Four Questions with Chad Hamre
1. How did the idea for the business model come about?
While on a road trip, we started brainstorming ideas for social businesses. Our first idea was to import drums from Africa, sell them in the U.S. and return as much profit as possible back to the producers. Our dreams quickly faded when we realized the cost of shipping would kill the business before it got off the ground. Next idea: import small, valuable objects from Africa. Diamonds? Art work? Perhaps digital images by African artists? We could set up a t-shirt shop that printed shirts with these digital African artworks and then pay royalties to the artists.
Then we started looking around and found that for every company we dreamed up, someone was already doing it, and in fact, doing it quite well. Moreover, we weren’t sure that creating another product line or ethical brand would create the tipping point we wanted to see.
But if all these great ethical companies existed, why didn’t we—a group of socially aware and engaged individuals—not know about any of them? And bang, there it was, the idea for an ethical marketplace that would bring together a myriad of great ethical companies to connect with the growing base of ethically-minded customers. Before we reached our destination we had formulated our original vision for Ethical Ocean.
2. How did you decide to join this sector?
A number of experiences have influenced my decision to make Ethical Ocean a success. I grew up in Western Canada, in an economy driven by the oil and gas sector. While pursuing a degree in Mechanical Engineering, I landed a summer job in a large oil company. After a single summer working there, I was convinced that there had to be a better place for me to apply my abilities and passion.
That’s when I discovered Engineers Without Borders, a budding NGO that set out to end global poverty. Over the next few years I became involved in the organization and took on prominent leadership roles, and finally volunteering for a year in Zambia. Working and living closely with small-holder farmers in Africa, I began to see that consumer choices at home in Canada were inextricably linked to the livelihoods of people in developing countries. This experience remains my primary source of inspiration.
My desire to see consumer choices transformed was reaffirmed during a year I then spent in London studying at the London School of Economics. I was delighted to see fair trade bananas piled high in grocery stories and organic tea steaming in the mugs at cafés. Ethical shopping was becoming the norm in the U.K., yet back in Canada, the market was really in its infancy.
3. How do you get your inspiration?
Inspiration finds me when I follow my heart. I’ve seen the difference that ethical shopping can truly have on people’s lives, as well as the immense potential for mainstreaming ethical shopping. This inspires me and the current reality in North America challenges me to find a solution.
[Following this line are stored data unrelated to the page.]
//! # Aggregation Merge
//! Folds many per-item event lists into one list ordered newest first.
//!
//! Two strategies:
//! - small page out of a big corpus (`requested * 4 < total`): bounded min-heap selection,
//!   never materialising the full corpus;
//! - otherwise collect everything and sort, handing sorts above `parallel_threshold` to a
//!   rayon worker so the caller's task stays responsive.
//!
//! Both rank by `(timestamp desc, item id asc, position in item list asc)`, so they agree on
//! the top `k` exactly.

use std::cmp::Reverse;
use std::collections::{BinaryHeap, HashSet};

use anyhow::{Context, Result};
use metrics::histogram;
use rayon::slice::ParallelSliceMut;
use serde::{Deserialize, Serialize};
use tokio::sync::oneshot;

use crate::upstream::{Event, ItemId};

pub const DEFAULT_PARALLEL_THRESHOLD: usize = 50_000;

#[derive(Debug, Clone, Copy, PartialEq, Eq, PartialOrd, Ord)]
struct Key {
    timestamp: i64,
    item: Reverse<ItemId>,
    slot: Reverse<usize>,
}

impl Key {
    fn public(self) -> (i64, ItemId) {
        (self.timestamp, self.item.0)
    }
}

fn keys(lists: &[(ItemId, Vec<Event>)]) -> impl Iterator<Item = Key> + '_ {
    lists.iter().flat_map(|(item, events)| {
        events.iter().enumerate().map(move |(slot, e)| Key {
            timestamp: e.timestamp,
            item: Reverse(*item),
            slot: Reverse(slot),
        })
    })
}

/// Merge per-item lists into `(timestamp, item id)` pairs, newest first, truncated to
/// `requested` when given.
pub async fn merge(
    lists: &[(ItemId, Vec<Event>)],
    requested: Option<usize>,
    total: usize,
    parallel_threshold: usize,
) -> Result<Vec<(i64, ItemId)>> {
    let ranked = merge_keys(lists, requested, total, parallel_threshold).await?;
    Ok(ranked.into_iter().map(Key::public).collect())
}

async fn merge_keys(
    lists: &[(ItemId, Vec<Event>)],
    requested: Option<usize>,
    total: usize,
    parallel_threshold: usize,
) -> Result<Vec<Key>> {
    let t0 = std::time::Instant::now();
    let out = match requested {
        Some(k) if k.saturating_mul(4) < total => select_top(lists, k),
        _ => {
            let collected: Vec<Key> = keys(lists).collect();
            let mut sorted = if collected.len() > parallel_threshold {
                sort_on_worker(collected).await?
            } else {
                sort_desc(collected)
            };
            if let Some(k) = requested {
                sorted.truncate(k);
            }
            sorted
        }
    };
    histogram!("merge_duration_ms").record(t0.elapsed().as_secs_f64() * 1_000.0);
    Ok(out)
}

/// Keep the best `k` in a min-heap, evicting the smallest whenever it grows past `k`.
fn select_top(lists: &[(ItemId, Vec<Event>)], k: usize) -> Vec<Key> {
    if k == 0 {
        return Vec::new();
    }
    let mut heap: BinaryHeap<Reverse<Key>> = BinaryHeap::with_capacity(k + 1);
    for key in keys(lists) {
        heap.push(Reverse(key));
        if heap.len() > k {
            heap.pop();
        }
    }
    // ascending by Reverse == descending by key
    heap.into_sorted_vec().into_iter().map(|Reverse(k)| k).collect()
}

fn sort_desc(mut v: Vec<Key>) -> Vec<Key> {
    v.sort_unstable_by(|a, b| b.cmp(a));
    v
}

/// Owned list in, new owned list out; nothing shared with the caller.
async fn sort_on_worker(mut v: Vec<Key>) -> Result<Vec<Key>> {
    let (tx, rx) = oneshot::channel();
    rayon::spawn(move || {
        v.par_sort_unstable_by(|a, b| b.cmp(a));
        let _ = tx.send(v);
    });
    rx.await.context("merge sort worker went away")
}

#[derive(Debug, Clone, PartialEq, Eq, Serialize, Deserialize)]
pub struct ItemUpdate {
    pub item_id: ItemId,
    pub events: Vec<Event>,
}

#[derive(Debug, Clone, PartialEq, Eq, Serialize, Deserialize)]
pub struct UpdatesPage {
    pub updates: Vec<ItemUpdate>,
    pub has_more: bool,
    pub next_offset: usize,
}

/// One page of the merged timeline for the requested items. Callers repeat with
/// `next_offset` until `has_more` is false.
pub async fn page_updates(
    lists: Vec<(ItemId, Vec<Event>)>,
    page_size: usize,
    offset: usize,
    parallel_threshold: usize,
) -> Result<UpdatesPage> {
    let page_size = page_size.max(1);
    let mut seen = HashSet::new();
    let lists: Vec<(ItemId, Vec<Event>)> = lists
        .into_iter()
        .filter(|(id, events)| !events.is_empty() && seen.insert(*id))
        .collect();
    let total: usize = lists.iter().map(|(_, e)| e.len()).sum();

    let wanted = offset.saturating_add(page_size);
    let ranked = merge_keys(&lists, Some(wanted), total, parallel_threshold).await?;
    let page = &ranked[offset.min(ranked.len())..];

    // group back per item, in order of first appearance on the page
    let mut updates: Vec<ItemUpdate> = Vec::new();
    for key in page {
        let item_id = key.item.0;
        let Some((_, events)) = lists.iter().find(|(id, _)| *id == item_id) else {
            continue;
        };
        let event = events[key.slot.0].clone();
        match updates.iter_mut().find(|u| u.item_id == item_id) {
            Some(u) => u.events.push(event),
            None => updates.push(ItemUpdate {
                item_id,
                events: vec![event],
            }),
        }
    }

    let next_offset = offset + page.len();
    Ok(UpdatesPage {
        updates,
        has_more: next_offset < total,
        next_offset,
    })
}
For instance, while 90 percent of Americans are concerned about the environment, 20 percent about labor practices, and 34 percent about animal welfare, only 5 percent always consider sustainability when shopping. This is a massive challenge to overcome, and I am committed to being part of the solution. I don’t just want to make ethical shopping easier and more accessible, but I also want to help spark a dialogue and increase information sharing, helping people get the information they need to make choices they’re proud of.
4. How do you reset yourself to be creative? Do you have any rituals?
Our team does a lot to spark creativity—we work in different spaces often and we go off the grid for team retreats. We don’t just work together, but we play together and hang out outside of working hours. And I try to expose myself to creative people and ideas all the time—asking others to tell me about their ideas for social ventures, brainstorming with friends and asking about what other companies are doing.